A modificação que realmente ocorreu nesse mundo nada teve de revolucionária. Meia hora depois de ingerir a droga, comecei a perceber um lento bailado de luzes douradas. Pouco depois surgiram imponentes superfícies rubras que cresciam e se avolumavam a partir de brilhantes nódulos de energia a assumir continuamente as mais variadas formas. De outra feita, ao fechar os olhos, se me deparava um complexo de estruturas cinzentas, de dentro das quais brotavam, incessantemente, pálidas esferas azuladas que se iam materializando e, à medida que o faziam, deslizavam silenciosamente para cima e fugiam de cena. Mas em tempo algum apareceram faces ou formas de homens ou animais. Nada de paisagens, espaços abissais, mágico crescimento e metamorfose de edificações, nada que lembrasse, por remoto que fosse, um drama ou uma parábola. O outro mundo ao qual a mescalina me conduzira não era o mundo das visões; ele existia naquilo que eu podia ver com meus olhos abertos. A grande transformação se dava no reino dos fatos objetivos. O que tinha acontecido a meu universo subjetivo era coisa que, relativamente, pouco importava.
Eu ingerira minha poção às onze horas. Hora e meia mais tarde estava sentado em meu escritório, contemplando atentamente um pequeno vaso de vidro. Continha ele apenas três flores — uma rosa-de-portugal, inteiramente desabrochada, com sua rósea corola onde a base de cada pétala apresentava um matiz mais quente e brilhante; um grande cravo creme e arroxeado; e, arrogante em sua heráldica beleza, de um púrpura pálido, a flor-do-íris. Por mero acaso, o pequeno ramalhete violava todas as regras do bom gosto tradicional. Pela manhã, ao desjejum, ferira-me os olhos a vivida dissonância de suas cores. Mas tal já não era mais minha opinião. Não contemplava mais uma esquisita combinação de flores; via, agora, aquilo mesmo que Adão vira no dia de sua criação — o milagre do inteiro desabrochar da existência, em toda a sua nudez.
— Isso é agradável? — perguntou alguém. (Durante essa parte da experiência, todas as conversas foram gravadas, e foi-me assim possível refrescar a memória a respeito do que fora dito.)

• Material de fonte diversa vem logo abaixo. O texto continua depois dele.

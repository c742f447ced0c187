//! Page arithmetic for dashboard listings

use serde::Serialize;

/// Pagination metadata calculated from total results
#[derive(Debug, Clone, Copy, PartialEq, Eq, Serialize)]
#[serde(rename_all = "camelCase")]
pub struct Pagination {
    /// Current page number (1-indexed)
    pub page: i64,
    pub page_size: i64,
    pub total_pages: i64,
    /// Offset for SQL LIMIT/OFFSET
    #[serde(skip)]
    pub offset: i64,
}

/// Clamp `requested_page` into `[1, total_pages]` and derive the offset
///
/// ```
/// use crm_engine::pagination::calculate_pagination;
///
/// let p = calculate_pagination(45, 2, 20);
/// assert_eq!((p.page, p.total_pages, p.offset), (2, 3, 20));
///
/// // Out-of-range pages are clamped
/// let p = calculate_pagination(45, 99, 20);
/// assert_eq!(p.page, 3);
/// ```
pub fn calculate_pagination(total_results: i64, requested_page: i64, page_size: i64) -> Pagination {
    let page_size = page_size.max(1);
    let total_pages = (total_results.max(0) + page_size - 1) / page_size;
    let page = requested_page.max(1).min(total_pages.max(1));

    Pagination {
        page,
        page_size,
        total_pages,
        offset: (page - 1) * page_size,
    }
}

/// One page of results with its metadata
#[derive(Debug, Clone, Serialize)]
#[serde(rename_all = "camelCase")]
pub struct Page<T> {
    pub items: Vec<T>,
    pub total: i64,
    #[serde(flatten)]
    pub pagination: Pagination,
}

#[cfg(test)]
mod tests {
    use super::*;

    #[test]
    fn test_pagination_normal() {
        let p = calculate_pagination(250, 2, 100);
        assert_eq!(p.page, 2);
        assert_eq!(p.total_pages, 3);
        assert_eq!(p.offset, 100);
    }

    #[test]
    fn test_pagination_out_of_bounds() {
        let high = calculate_pagination(150, 99, 100);
        assert_eq!((high.page, high.offset), (2, 100));
        let low = calculate_pagination(150, 0, 100);
        assert_eq!((low.page, low.offset), (1, 0));
    }

    #[test]
    fn test_pagination_empty() {
        let p = calculate_pagination(0, 1, 20);
        assert_eq!(p.page, 1);
        assert_eq!(p.total_pages, 0);
        assert_eq!(p.offset, 0);
    }

    #[test]
    fn test_zero_page_size_treated_as_one() {
        let p = calculate_pagination(3, 2, 0);
        assert_eq!((p.page_size, p.total_pages, p.offset), (1, 3, 1));
    }
}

— Nem agradável, nem desagradável — respondi. — Apenas existe.
Istigkeit — "existência" —, não era essa a palavra que Meister Eckhart gostava de usar? O Existir da filosofia platônica — com a diferença que Platão parecia ter cometido o enorme, o grotesco erro de separar Existir de tornar-se e de identificá-lo com a abstração matemática — a Idéia. Ele, pobre mortal, talvez jamais tivesse visto um ramalhete de flores a brilhar com sua própria luz interior, quase que estremecendo sob a tensão da importância do papel que lhes fora confiado; jamais deveria ter-se apercebido de que essa tão grande importância da rosa, do íris e do cravo residia, tão-somente, naquilo que eles representavam — uma efemeridade que, não obstante, significava vida eterna, um perpétuo perecer que era, ao mesmo tempo, puro Existir; um punhado de pormenores diminutos e sem par no qual, por algum indizível paradoxo, embora axiomático, encontrar-se-ia a divina fonte de toda a existência.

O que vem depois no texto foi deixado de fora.